I loaded a roll of black and white film into my old Pentax K1000 and headed out to walk to the grocery store, bringing back images from around my neighborhood along with my groceries.

Though this is a photo essay I also describe the process and reason for taking my camera on mundane walks to find extraordinary things, including story and poetry ideas. In fact, there will be at least one story out of this walk, and it’s in there among the photos. I can’t wait to see where it starts and where it goes!

One of the reasons for using black and white film is that removing the distraction of color permits other interesting elements to shine and become the story, and using film slows me down, makes me think a little harder about using one more frame on this roll. When I’m out with my digital DSLR I just let go and photograph anything I darned well please, and I need to do that too, let go and just be part of the scene and record it as I feel it.

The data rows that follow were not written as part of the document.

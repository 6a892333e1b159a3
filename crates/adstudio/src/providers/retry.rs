//! Exponential backoff with jitter for external model calls.

use std::future::Future;
use std::time::Duration;

use rand::Rng;

use super::ExternalCallError;
use crate::config::RetryConfig;

/// Upper bound on the base delay between attempts.
pub const MAX_RETRY_DELAY: Duration = Duration::from_secs(60);

#[derive(Debug, Clone)]
pub struct RetryPolicy {
    retries: u32,
    initial_delay: Duration,
    backoff_factor: f64,
    retryable_codes: Vec<u16>,
}

impl RetryPolicy {
    pub fn from_config(config: &RetryConfig) -> Self {
        Self {
            retries: config.retries,
            initial_delay: Duration::from_secs_f64(
                config
                    .initial_delay_secs
                    .min(MAX_RETRY_DELAY.as_secs_f64())
                    .max(0.0),
            ),
            backoff_factor: config.backoff_factor,
            retryable_codes: config.retryable_codes.clone(),
        }
    }

    /// A policy that never retries.
    pub fn none() -> Self {
        Self {
            retries: 0,
            initial_delay: Duration::ZERO,
            backoff_factor: 1.0,
            retryable_codes: Vec::new(),
        }
    }

    pub fn is_retryable(&self, error: &ExternalCallError) -> bool {
        error
            .code()
            .is_some_and(|code| self.retryable_codes.contains(&code))
    }

    /// Base delay before retry number `attempt` (zero-based), without jitter.
    /// Capped at [`MAX_RETRY_DELAY`].
    pub fn delay_for(&self, attempt: u32) -> Duration {
        let exponent = i32::try_from(attempt).unwrap_or(i32::MAX);
        let secs = self.initial_delay.as_secs_f64() * self.backoff_factor.powi(exponent);
        // NaN and infinity collapse to the cap here
        Duration::from_secs_f64(secs.min(MAX_RETRY_DELAY.as_secs_f64()).max(0.0))
    }

    /// Runs `op` until it succeeds, fails with a non-retryable error, or the
    /// retry budget is spent.
    pub async fn run<T, F, Fut>(&self, op_name: &str, mut op: F) -> Result<T, ExternalCallError>
    where
        F: FnMut() -> Fut,
        Fut: Future<Output = Result<T, ExternalCallError>>,
    {
        let mut attempt = 0;
        loop {
            match op().await {
                Ok(value) => return Ok(value),
                Err(e) if attempt < self.retries && self.is_retryable(&e) => {
                    let delay = self.delay_for(attempt);
                    let jitter = {
                        let max = delay.as_secs_f64() * 0.5;
                        rand::thread_rng().gen_range(0.0..=max)
                    };
                    let wait = delay + Duration::from_secs_f64(jitter);
                    tracing::warn!(
                        "Retry {}/{} for {} after {} (waiting {:.1}s)",
                        attempt + 1,
                        self.retries,
                        op_name,
                        e,
                        wait.as_secs_f64()
                    );
                    tokio::time::sleep(wait).await;
                    attempt += 1;
                }
                Err(e) => return Err(e),
            }
        }
    }
}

But sometimes, just as with writing, to get to the core of something, you need to slow down, tighten up and focus, search yourself and funnel down to exactly what it is you want to say. Going “old school” with black and white film in the old (but still beloved) Pentax K1000 is like writing your stuff on a tablet with your favorite writing implement: pencil, ballpoint pen, marker, fountain pen. I love my gel pen on a legal pad, but when a poem comes along any scrap of writable material and any writing implement will do for a draft.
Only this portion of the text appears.